# No update for a while ????



## Bobman (Jan 3, 2006)

Would you believe, and this is only RUMOR that there will not be another release for the R-15 for a while.

It seems DirecTV is getting swamped now with calls about ordering the HR20 and problems with the HR20 that they don't want to put out another R-15 update and then be swamped with even more calls about problems.
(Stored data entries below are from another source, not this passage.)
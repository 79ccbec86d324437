//! Vote/Proposal types and their canonical signing representation (spec §3,
//! §4.5 "Signing"). One pure function maps each variant to signing bytes;
//! both the signer and the verifier path reuse it, mirroring the teacher's
//! `BlockProposal::compute_hash` pattern in `ibft`.

use potso_crypto::{recover, Signature65, Signer};
use potso_types::{Address, Hash32};
use serde::{Deserialize, Serialize};

use crate::collaborators::Block;

#[derive(Debug, Clone, Copy, PartialEq, Eq, Hash, Serialize, Deserialize)]
pub enum VoteKind {
    Prevote,
    Precommit,
}

impl VoteKind {
    fn wire_tag(self) -> u8 {
        match self {
            VoteKind::Prevote => 0,
            VoteKind::Precommit => 1,
        }
    }
}

#[derive(Debug, Clone, Copy, PartialEq, Eq, Serialize, Deserialize)]
pub struct Vote {
    pub height: u64,
    pub round: u32,
    pub kind: VoteKind,
    /// `None` is a nil vote (no block, or a round/step timeout).
    pub block_hash: Option<Hash32>,
}

#[derive(Debug, Clone, Serialize, Deserialize)]
pub struct SignedVote {
    pub vote: Vote,
    pub validator: Address,
    pub signature: Signature65,
}

#[derive(Debug, Clone, Serialize, Deserialize)]
pub struct Proposal {
    pub block: Block,
    pub round: u32,
}

#[derive(Debug, Clone, Serialize, Deserialize)]
pub struct SignedProposal {
    pub proposal: Proposal,
    pub proposer: Address,
    pub signature: Signature65,
}

/// Canonical bytes for a vote, excluding `validator`/`signature` (spec
/// §4.5: "the canonical ... serialization of the vote/proposal payload
/// excluding validator/signature fields").
fn vote_signing_bytes(vote: &Vote) -> Vec<u8> {
    let mut buf = Vec::with_capacity(8 + 4 + 1 + 33);
    buf.extend_from_slice(&vote.height.to_be_bytes());
    buf.extend_from_slice(&vote.round.to_be_bytes());
    buf.push(vote.kind.wire_tag());
    match vote.block_hash {
        Some(hash) => {
            buf.push(1);
            buf.extend_from_slice(&hash.0);
        }
        None => buf.push(0),
    }
    buf
}

fn proposal_signing_bytes(proposal: &Proposal) -> Vec<u8> {
    let mut buf = Vec::with_capacity(32 + 4);
    buf.extend_from_slice(&proposal.block.hash().0);
    buf.extend_from_slice(&proposal.round.to_be_bytes());
    buf
}

pub fn vote_digest(vote: &Vote) -> [u8; 32] {
    potso_crypto::sha256(&vote_signing_bytes(vote))
}

pub fn proposal_digest(proposal: &Proposal) -> [u8; 32] {
    potso_crypto::sha256(&proposal_signing_bytes(proposal))
}

pub fn sign_vote(vote: Vote, validator: Address, signer: &dyn Signer) -> Result<SignedVote, potso_crypto::CryptoError> {
    let signature = signer.sign(&vote_digest(&vote))?;
    Ok(SignedVote { vote, validator, signature })
}

pub fn sign_proposal(
    proposal: Proposal,
    proposer: Address,
    signer: &dyn Signer,
) -> Result<SignedProposal, potso_crypto::CryptoError> {
    let signature = signer.sign(&proposal_digest(&proposal))?;
    Ok(SignedProposal { proposal, proposer, signature })
}

/// Recovers the signer and checks it matches the claimed identity. Callers
/// additionally check set membership (spec §4.5: "verifiers MUST reject
/// votes whose recovered signer does not match `validator` ... or whose
/// `validator` is not in the current validator set").
pub fn verify_vote(signed: &SignedVote) -> bool {
    match recover(&vote_digest(&signed.vote), &signed.signature) {
        Ok(pubkey) => potso_crypto::address_of(&pubkey) == signed.validator,
        Err(_) => false,
    }
}

pub fn verify_proposal(signed: &SignedProposal) -> bool {
    match recover(&proposal_digest(&signed.proposal), &signed.signature) {
        Ok(pubkey) => potso_crypto::address_of(&pubkey) == signed.proposer,
        Err(_) => false,
    }
}

#[cfg(test)]
mod tests {
    use super::*;
    use potso_crypto::LocalSigner;
    use rand::rngs::OsRng;

    #[test]
    fn vote_signature_roundtrips() {
        let signer = LocalSigner::generate(&mut OsRng);
        let vote = Vote {
            height: 1,
            round: 0,
            kind: VoteKind::Prevote,
            block_hash: Some(Hash32([3u8; 32])),
        };
        let signed = sign_vote(vote, signer.address(), &signer).unwrap();
        assert!(verify_vote(&signed));
    }

    #[test]
    fn tampered_vote_fails_verification() {
        let signer = LocalSigner::generate(&mut OsRng);
        let vote = Vote {
            height: 1,
            round: 0,
            kind: VoteKind::Prevote,
            block_hash: Some(Hash32([3u8; 32])),
        };
        let mut signed = sign_vote(vote, signer.address(), &signer).unwrap();
        signed.vote.block_hash = Some(Hash32([9u8; 32]));
        assert!(!verify_vote(&signed));
    }

    #[test]
    fn proposal_signature_roundtrips() {
        let signer = LocalSigner::generate(&mut OsRng);
        let proposal = Proposal {
            block: Block {
                height: 1,
                previous_hash: Hash32([0u8; 32]),
                transactions: vec![b"tx".to_vec()],
            },
            round: 0,
        };
        let signed = sign_proposal(proposal, signer.address(), &signer).unwrap();
        assert!(verify_proposal(&signed));
    }
}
Just like this forum, the R-15 has slowed and the HR20 one has picked up. Whenever there is a new update calls increase dramatically.

Again, this is NOT fact.


----------



## walters (Nov 18, 2005)

I believe it. I called about my constant freezes and gave up after about 20 minutes on hold.


----------



## skaeight (Jan 15, 2004)

Just curious where you heard this? Earl said something is in the pipeline, hopefully it will be released soon. Honestly, if they could fix the first run / repeat issue I'd be pretty happy. Right now, it's just acting as tuner for my office and a 3rd / backup dvr. It doesn't have to be perfect (for me at least). I'm not looking to replace my dtivos with these, but rather probably HR20s.

I however do not think they're good enough to start ignoring yet. It really does seem like the HR20 is going to be the only dvr d* produces within the next year or so.


----------



## Earl Bonovich (Nov 15, 2005)

I can guarantee there will be another update...
And I know about when.... :raspberry

But unit it gets a little more confirmed and the code is in beta testing... all I can say is that there will be another update, and it should be before the holidays....
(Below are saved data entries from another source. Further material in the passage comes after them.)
//! The Evidence Store (spec §4.3 / §6): dedupes by canonical hash and keeps
//! a single insertion-ordered index for `List`.
//!
//! Grounded in the teacher's `docklock-platform/docklock/src/receipt_registry.rs`
//! dedup-and-index pattern, rebuilt on top of the `KvStore` collaborator
//! instead of an in-process map so evidence survives a restart.

use std::sync::Arc;
use std::time::{SystemTime, UNIX_EPOCH};

use potso_storage::{decode_or_corrupt, KvStore, StorageError};
use potso_types::{Address, EvidenceKind, Hash32};
use serde::{Deserialize, Serialize};
use thiserror::Error;
use tokio::sync::Mutex;
use tracing::info;

use crate::record::{Evidence, EvidenceRecord};

const RECORD_PREFIX: &str = "consensus/potso/evidence/record/";
const INDEX_KEY: &[u8] = b"consensus/potso/evidence/index";

#[derive(Error, Debug)]
pub enum EvidenceError {
    #[error(transparent)]
    Storage(#[from] StorageError),
}

fn record_key(hash: &Hash32) -> Vec<u8> {
    format!("{RECORD_PREFIX}{}", hash.to_hex()).into_bytes()
}

fn unix_now() -> i64 {
    SystemTime::now()
        .duration_since(UNIX_EPOCH)
        .map(|d| d.as_secs() as i64)
        .unwrap_or(0)
}

#[derive(Debug, Clone, Default, Serialize, Deserialize)]
struct Index(Vec<Hash32>);

/// Filters applied by `Store.List` (spec §4.3).
#[derive(Debug, Clone, Default)]
pub struct EvidenceFilter {
    pub offender: Option<Address>,
    pub kind: Option<EvidenceKind>,
    /// Inclusive height range; a record matches if any of its heights falls
    /// within `[min, max]`.
    pub height_range: Option<(u64, u64)>,
    pub offset: usize,
    pub limit: usize,
}

impl EvidenceFilter {
    fn matches(&self, record: &EvidenceRecord) -> bool {
        if let Some(offender) = self.offender {
            if record.evidence.offender != offender {
                return false;
            }
        }
        if let Some(kind) = self.kind {
            if record.evidence.kind != kind {
                return false;
            }
        }
        if let Some((min, max)) = self.height_range {
            if !record.evidence.heights.iter().any(|h| *h >= min && *h <= max) {
                return false;
            }
        }
        true
    }
}

/// Persists evidence records keyed by canonical hash, with a secondary
/// insertion-ordered index for pagination (spec §2 component 3).
///
/// Mutations (`put`) are serialised by an internal exclusive lock so the
/// check-then-write dedup is atomic; `list` reads the index without it,
/// matching spec §5's "readers acquire a shared lock where available".
pub struct EvidenceStore {
    kv: Arc<dyn KvStore>,
    write_lock: Mutex<()>,
}

impl EvidenceStore {
    pub fn new(kv: Arc<dyn KvStore>) -> Self {
        Self {
            kv,
            write_lock: Mutex::new(()),
        }
    }

    async fn read_index(&self) -> Result<Index, EvidenceError> {
        match self.kv.get(INDEX_KEY).await? {
            Some(bytes) => Ok(decode_or_corrupt(INDEX_KEY, &bytes)?),
            None => Ok(Index::default()),
        }
    }

    /// `Store.Put(hash, evidence, receivedAt)`.
    ///
    /// Returns the stored record and whether this call actually wrote it
    /// (`fresh = false` on a duplicate hash, per spec §8 scenario 7).
    pub async fn put(
        &self,
        hash: Hash32,
        evidence: Evidence,
        received_at: Option<i64>,
    ) -> Result<(EvidenceRecord, bool), EvidenceError> {
        let _guard = self.write_lock.lock().await;
        let key = record_key(&hash);
        if let Some(bytes) = self.kv.get(&key).await? {
            let existing: EvidenceRecord = decode_or_corrupt(&key, &bytes)?;
            return Ok((existing, false));
        }

        let record = EvidenceRecord {
            hash,
            evidence,
            received_at: received_at.unwrap_or_else(unix_now),
        };
        let bytes = serde_json::to_vec(&record).expect("EvidenceRecord serializes");
        self.kv.put(&key, bytes).await?;

        let mut index = self.read_index().await?;
        index.0.push(hash);
        let index_bytes = serde_json::to_vec(&index).expect("Index serializes");
        self.kv.put(INDEX_KEY, index_bytes).await?;

        info!(hash = %hash, offender = %record.evidence.offender, "evidence stored");
        Ok((record, true))
    }

    /// `Store.List(filter)`: walks the index in reverse insertion order,
    /// applies `filter`, then paginates. `next_offset` is `-1` once
    /// exhausted, matching spec §4.3's sentinel.
    pub async fn list(&self, filter: &EvidenceFilter) -> Result<(Vec<EvidenceRecord>, i64), EvidenceError> {
        let index = self.read_index().await?;
        let mut matched = Vec::new();
        for hash in index.0.iter().rev() {
            let key = record_key(hash);
            let bytes = match self.kv.get(&key).await? {
                Some(b) => b,
                None => continue,
            };
            let record: EvidenceRecord = decode_or_corrupt(&key, &bytes)?;
            if filter.matches(&record) {
                matched.push(record);
            }
        }
        let total = matched.len();
        let limit = if filter.limit == 0 { total } else { filter.limit };
        let page: Vec<_> = matched.into_iter().skip(filter.offset).take(limit).collect();
        let consumed = filter.offset + page.len();
        let next_offset = if consumed >= total { -1 } else { consumed as i64 };
        Ok((page, next_offset))
    }
}

#[cfg(test)]
mod tests {
    use super::*;
    use potso_crypto::Signature65;
    use potso_storage::MemoryKvStore;
    use potso_types::EvidenceKind;

    fn evidence(offender: u8, heights: Vec<u64>) -> Evidence {
        Evidence {
            kind: EvidenceKind::Equivocation,
            offender: Address([offender; 20]),
            reporter: Address([9u8; 20]),
            heights,
            details: b"x".to_vec(),
            reporter_sig: Signature65([0u8; 65]),
            timestamp: 1,
        }
    }

    #[tokio::test]
    async fn duplicate_put_returns_first_record_unchanged() {
        let store = EvidenceStore::new(Arc::new(MemoryKvStore::new()));
        let hash = Hash32([1u8; 32]);
        let (first, fresh1) = store.put(hash, evidence(1, vec![10]), Some(100)).await.unwrap();
        assert!(fresh1);
        let (second, fresh2) = store.put(hash, evidence(1, vec![20]), Some(200)).await.unwrap();
        assert!(!fresh2);
        assert_eq!(second.received_at, first.received_at);
        assert_eq!(second.evidence.heights, first.evidence.heights);

        let (records, next_offset) = store
            .list(&EvidenceFilter {
                offset: 0,
                limit: 10,
                ..Default::default()
            })
            .await
            .unwrap();
        assert_eq!(records.len(), 1);
        assert_eq!(next_offset, -1);
    }

    #[tokio::test]
    async fn list_paginates_in_reverse_insertion_order() {
        let store = EvidenceStore::new(Arc::new(MemoryKvStore::new()));
        for i in 1..=3u8 {
            store
                .put(Hash32([i; 32]), evidence(i, vec![i as u64]), Some(i as i64))
                .await
                .unwrap();
        }
        let (page1, next1) = store
            .list(&EvidenceFilter {
                offset: 0,
                limit: 2,
                ..Default::default()
            })
            .await
            .unwrap();
        assert_eq!(page1.len(), 2);
        assert_eq!(page1[0].hash, Hash32([3u8; 32]));
        assert_eq!(next1, 2);

        let (page2, next2) = store
            .list(&EvidenceFilter {
                offset: next1 as usize,
                limit: 2,
                ..Default::default()
            })
            .await
            .unwrap();
        assert_eq!(page2.len(), 1);
        assert_eq!(page2[0].hash, Hash32([1u8; 32]));
        assert_eq!(next2, -1);
    }

    #[tokio::test]
    async fn list_filters_by_offender() {
        let store = EvidenceStore::new(Arc::new(MemoryKvStore::new()));
        store.put(Hash32([1u8; 32]), evidence(1, vec![1]), None).await.unwrap();
        store.put(Hash32([2u8; 32]), evidence(2, vec![2]), None).await.unwrap();
        let (records, _) = store
            .list(&EvidenceFilter {
                offender: Some(Address([2u8; 20])),
                limit: 10,
                ..Default::default()
            })
            .await
            .unwrap();
        assert_eq!(records.len(), 1);
        assert_eq!(records[0].evidence.offender, Address([2u8; 20]));
    }
}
Now which holiday... I can't say... :blackeye:


----------



## mhayes70 (Mar 21, 2006)

Earl Bonovich said:


> I can guarantee there will be another update...
> And I know about when.... :raspberry


:thats: That's pretty funny!!!! I hope they keep them comming. The R15 is getting better.


----------



## Bobman (Jan 3, 2006)

skaeight said:


> Just curious where you heard this?


I was talking with a DirecTV CSR and they said they are getting hit hard with calls for the HR20 and the R-15 is kinda in a hold pattern for a while so the calls about it slow and they can concentrate on the HR20 being its new.
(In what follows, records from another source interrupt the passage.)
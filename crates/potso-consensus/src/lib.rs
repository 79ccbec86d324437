//! Weighted BFT consensus core: proposer selection, round/height state
//! machine, and the async engine driving them against the Block Executor,
//! Broadcaster, and Signer collaborators (spec §4.4, §4.5, §6).

pub mod collaborators;
pub mod core;
pub mod engine;
pub mod selector;
pub mod wire;

pub use collaborators::{
    AccountInfo, Block, BlockExecutor, BroadcastMessage, Broadcaster, ExecutorError, NoopBroadcaster,
};
pub use core::{quorum_threshold, BftError, CoreState, VoteAdmission};
pub use engine::{BftEngine, BftEngineConfig};
pub use selector::{collect_powers, select_proposer};
pub use wire::{
    proposal_digest, sign_proposal, sign_vote, verify_proposal, verify_vote, vote_digest, Proposal,
    SignedProposal, SignedVote, Vote, VoteKind,
};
My thoughts only next but maybe this explains why the HR20 right out of the box has more features (skip to tick, no TDL limit, etc...) and works better (SL logic improved, faster) than the R-15 after 10 months.


----------



## cabanaboy1977 (Nov 16, 2005)

Earl Bonovich said:


> Now which holiday... I can't say... :blackeye:


Well it wasn't here in time for the International Talk like a Pirate Day


----------



## qwerty (Feb 19, 2006)

Earl Bonovich said:


> I can guarantee there will be another update...
> And I know about when.... :raspberry
> 
> But unit it gets a little more confirmed and the code is in beta testing... all I can say is that there will be another update, and it should be before the holidays....
> ...


I didn't know Leap Day was considered a holiday!


----------



## pentium101 (Nov 19, 2005)

Earl Bonovich said:


> Now which holiday... I can't say... :blackeye:


It's not that you can't say, but to play it safe you won't say. 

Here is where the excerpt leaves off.